(Dataset entries)
☆ ☆ ☆ ☆ ☆ ☆ ☆

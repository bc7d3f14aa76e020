//! Debounced activity tracking and the background auto-lock poller.
//!
//! Adapted from the teacher's `ActivityTracker`/`AutoLockService`, ported
//! from `chrono` to `time::OffsetDateTime` so the whole crate shares one
//! date/time library (the one already required for `LockState` and
//! `SessionToken` timestamps — see DESIGN.md).

use async_trait::async_trait;
use serde::{Deserialize, Serialize};
use std::sync::Arc;
use time::{Duration, OffsetDateTime};
use tokio::sync::RwLock;
use tokio::time::sleep;
use tracing::{debug, info, warn};

/// The enumerated timeout options from spec §4.6's auto-lock description.
#[derive(Debug, Clone, Copy, PartialEq, Eq, Serialize, Deserialize)]
pub enum AutoLockTimeout {
    OneMinute,
    TwoMinutes,
    FiveMinutes,
    TenMinutes,
    TwentyMinutes,
    ThirtyMinutes,
    SixtyMinutes,
}

impl AutoLockTimeout {
    #[must_use]
    pub const fn as_duration(self) -> Duration {
        let minutes = match self {
            AutoLockTimeout::OneMinute => 1,
            AutoLockTimeout::TwoMinutes => 2,
            AutoLockTimeout::FiveMinutes => 5,
            AutoLockTimeout::TenMinutes => 10,
            AutoLockTimeout::TwentyMinutes => 20,
            AutoLockTimeout::ThirtyMinutes => 30,
            AutoLockTimeout::SixtyMinutes => 60,
        };
        Duration::minutes(minutes)
    }
}

#[derive(Debug, Clone, Serialize, Deserialize)]
pub struct AutoLockConfig {
    pub enabled: bool,
    pub timeout: AutoLockTimeout,
    pub check_interval_seconds: u64,
}

impl Default for AutoLockConfig {
    fn default() -> Self {
        Self {
            enabled: true,
            timeout: AutoLockTimeout::FiveMinutes,
            check_interval_seconds: 15,
        }
    }
}

/// Coalesces activity updates so an active user doesn't force a write on
/// every keystroke: at most one recorded update per 60 seconds, per
/// spec §4.6 ("debounced to one write per 60 seconds").
#[derive(Debug, Clone)]
pub struct ActivityTracker {
    last_activity: Arc<RwLock<OffsetDateTime>>,
    last_recorded_write: Arc<RwLock<OffsetDateTime>>,
    config: AutoLockConfig,
}

const DEBOUNCE_WINDOW: Duration = Duration::seconds(60);

impl ActivityTracker {
    #[must_use]
    pub fn new(config: AutoLockConfig, now: OffsetDateTime) -> Self {
        Self {
            last_activity: Arc::new(RwLock::new(now)),
            last_recorded_write: Arc::new(RwLock::new(now)),
            config,
        }
    }

    /// Records activity at `now`, subject to the 60-second debounce window.
    /// The very first call after construction always records, since
    /// `last_recorded_write` starts equal to the tracker's construction time.
    pub async fn update_activity(&self, now: OffsetDateTime) {
        let mut last_write = self.last_recorded_write.write().await;
        if now - *last_write < DEBOUNCE_WINDOW && now != *last_write {
            return;
        }
        *last_write = now;
        drop(last_write);
        *self.last_activity.write().await = now;
    }

    pub async fn get_last_activity(&self) -> OffsetDateTime {
        *self.last_activity.read().await
    }

    pub async fn should_auto_lock(&self, now: OffsetDateTime) -> bool {
        if !self.config.enabled {
            return false;
        }
        now - self.get_last_activity().await > self.config.timeout.as_duration()
    }

    #[must_use]
    pub const fn config(&self) -> &AutoLockConfig {
        &self.config
    }

    pub async fn time_until_lock(&self, now: OffsetDateTime) -> Option<Duration> {
        if !self.config.enabled {
            return None;
        }
        let elapsed = now - self.get_last_activity().await;
        let timeout = self.config.timeout.as_duration();
        Some(if elapsed >= timeout { Duration::ZERO } else { timeout - elapsed })
    }
}

#[async_trait]
pub trait AutoLockCallback: Send + Sync {
    async fn on_auto_lock(&self) -> Result<(), Box<dyn std::error::Error + Send + Sync>>;
}

/// Background poller that calls `lock()` through `callback` once the
/// configured timeout has elapsed with no recorded activity.
pub struct AutoLockService {
    pub activity_tracker: ActivityTracker,
    callback: Arc<dyn AutoLockCallback>,
    is_running: Arc<RwLock<bool>>,
}

impl AutoLockService {
    #[must_use]
    pub fn new(config: AutoLockConfig, callback: Arc<dyn AutoLockCallback>, now: OffsetDateTime) -> Self {
        Self {
            activity_tracker: ActivityTracker::new(config, now),
            callback,
            is_running: Arc::new(RwLock::new(false)),
        }
    }

    pub async fn start(&self) -> tokio::task::JoinHandle<()> {
        let activity_tracker = self.activity_tracker.clone();
        let callback = Arc::clone(&self.callback);
        let is_running = Arc::clone(&self.is_running);

        *is_running.write().await = true;

        tokio::spawn(async move {
            let check_interval =
                std::time::Duration::from_secs(activity_tracker.config().check_interval_seconds);

            info!("auto-lock service started");

            while *is_running.read().await {
                let now = OffsetDateTime::now_utc();
                if activity_tracker.should_auto_lock(now).await {
                    info!("auto-lock triggered due to inactivity");
                    match callback.on_auto_lock().await {
                        Ok(()) => debug!("auto-lock callback executed"),
                        Err(e) => warn!("auto-lock callback failed: {e}"),
                    }
                    activity_tracker.update_activity(now).await;
                }
                sleep(check_interval).await;
            }

            info!("auto-lock service stopped");
        })
    }

    pub async fn stop(&self) {
        *self.is_running.write().await = false;
    }

    pub async fn update_activity(&self, now: OffsetDateTime) {
        self.activity_tracker.update_activity(now).await;
    }

    pub async fn get_time_until_lock(&self, now: OffsetDateTime) -> Option<Duration> {
        self.activity_tracker.time_until_lock(now).await
    }

    #[must_use]
    pub fn is_enabled(&self) -> bool {
        self.activity_tracker.config().enabled
    }
}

☆ ☆ ☆ ☆ ☆ ☆ ☆

Retype all of the records above, word for word.

● **Result**
repository bc7d3f14aa76e020
//! Debounced activity tracking and the background auto-lock poller.
//!
//! Adapted from the teacher's `ActivityTracker`/`AutoLockService`, ported
//! from `chrono` to `time::OffsetDateTime` so the whole crate shares one
//! date/time library (the one already required for `LockState` and
//! `SessionToken` timestamps — see DESIGN.md).

use async_trait::async_trait;
use serde::{Deserialize, Serialize};
use std::sync::Arc;
use time::{Duration, OffsetDateTime};
use tokio::sync::RwLock;
use tokio::time::sleep;
use tracing::{debug, info, warn};

/// The enumerated timeout options from spec §4.6's auto-lock description.
#[derive(Debug, Clone, Copy, PartialEq, Eq, Serialize, Deserialize)]
pub enum AutoLockTimeout {
    OneMinute,
    TwoMinutes,
    FiveMinutes,
    TenMinutes,
    TwentyMinutes,
    ThirtyMinutes,
    SixtyMinutes,
}

impl AutoLockTimeout {
    #[must_use]
    pub const fn as_duration(self) -> Duration {
        let minutes = match self {
            AutoLockTimeout::OneMinute => 1,
            AutoLockTimeout::TwoMinutes => 2,
            AutoLockTimeout::FiveMinutes => 5,
            AutoLockTimeout::TenMinutes => 10,
            AutoLockTimeout::TwentyMinutes => 20,
            AutoLockTimeout::ThirtyMinutes => 30,
            AutoLockTimeout::SixtyMinutes => 60,
        };
        Duration::minutes(minutes)
    }
}

#[derive(Debug, Clone, Serialize, Deserialize)]
pub struct AutoLockConfig {
    pub enabled: bool,
    pub timeout: AutoLockTimeout,
    pub check_interval_seconds: u64,
}

impl Default for AutoLockConfig {
    fn default() -> Self {
        Self {
            enabled: true,
            timeout: AutoLockTimeout::FiveMinutes,
            check_interval_seconds: 15,
        }
    }
}

/// Coalesces activity updates so an active user doesn't force a write on
/// every keystroke: at most one recorded update per 60 seconds, per
/// spec §4.6 ("debounced to one write per 60 seconds").
#[derive(Debug, Clone)]
pub struct ActivityTracker {
    last_activity: Arc<RwLock<OffsetDateTime>>,
    last_recorded_write: Arc<RwLock<OffsetDateTime>>,
    config: AutoLockConfig,
}

const DEBOUNCE_WINDOW: Duration = Duration::seconds(60);

impl ActivityTracker {
    #[must_use]
    pub fn new(config: AutoLockConfig, now: OffsetDateTime) -> Self {
        Self {
            last_activity: Arc::new(RwLock::new(now)),
            last_recorded_write: Arc::new(RwLock::new(now)),
            config,
        }
    }

    /// Records activity at `now`, subject to the 60-second debounce window.
    /// The very first call after construction always records, since
    /// `last_recorded_write` starts equal to the tracker's construction time.
    pub async fn update_activity(&self, now: OffsetDateTime) {
        let mut last_write = self.last_recorded_write.write().await;
        if now - *last_write < DEBOUNCE_WINDOW && now != *last_write {
            return;
        }
        *last_write = now;
        drop(last_write);
        *self.last_activity.write().await = now;
    }

    pub async fn get_last_activity(&self) -> OffsetDateTime {
        *self.last_activity.read().await
    }

    pub async fn should_auto_lock(&self, now: OffsetDateTime) -> bool {
        if !self.config.enabled {
            return false;
        }
        now - self.get_last_activity().await > self.config.timeout.as_duration()
    }

    #[must_use]
    pub const fn config(&self) -> &AutoLockConfig {
        &self.config
    }

    pub async fn time_until_lock(&self, now: OffsetDateTime) -> Option<Duration> {
        if !self.config.enabled {
            return None;
        }
        let elapsed = now - self.get_last_activity().await;
        let timeout = self.config.timeout.as_duration();
        Some(if elapsed >= timeout { Duration::ZERO } else { timeout - elapsed })
    }
}

#[async_trait]
pub trait AutoLockCallback: Send + Sync {
    async fn on_auto_lock(&self) -> Result<(), Box<dyn std::error::Error + Send + Sync>>;
}

/// Background poller that calls `lock()` through `callback` once the
/// configured timeout has elapsed with no recorded activity.
pub struct AutoLockService {
    pub activity_tracker: ActivityTracker,
    callback: Arc<dyn AutoLockCallback>,
    is_running: Arc<RwLock<bool>>,
}

impl AutoLockService {
    #[must_use]
    pub fn new(config: AutoLockConfig, callback: Arc<dyn AutoLockCallback>, now: OffsetDateTime) -> Self {
        Self {
            activity_tracker: ActivityTracker::new(config, now),
            callback,
            is_running: Arc::new(RwLock::new(false)),
        }
    }

    pub async fn start(&self) -> tokio::task::JoinHandle<()> {
        let activity_tracker = self.activity_tracker.clone();
        let callback = Arc::clone(&self.callback);
        let is_running = Arc::clone(&self.is_running);

        *is_running.write().await = true;

        tokio::spawn(async move {
            let check_interval =
                std::time::Duration::from_secs(activity_tracker.config().check_interval_seconds);

            info!("auto-lock service started");

            while *is_running.read().await {
                let now = OffsetDateTime::now_utc();
                if activity_tracker.should_auto_lock(now).await {
                    info!("auto-lock triggered due to inactivity");
                    match callback.on_auto_lock().await {
                        Ok(()) => debug!("auto-lock callback executed"),
                        Err(e) => warn!("auto-lock callback failed: {e}"),
                    }
                    activity_tracker.update_activity(now).await;
                }
                sleep(check_interval).await;
            }

            info!("auto-lock service stopped");
        })
    }

    pub async fn stop(&self) {
        *self.is_running.write().await = false;
    }

    pub async fn update_activity(&self, now: OffsetDateTime) {
        self.activity_tracker.update_activity(now).await;
    }

    pub async fn get_time_until_lock(&self, now: OffsetDateTime) -> Option<Duration> {
        self.activity_tracker.time_until_lock(now).await
    }

    #[must_use]
    pub fn is_enabled(&self) -> bool {
        self.activity_tracker.config().enabled
    }
}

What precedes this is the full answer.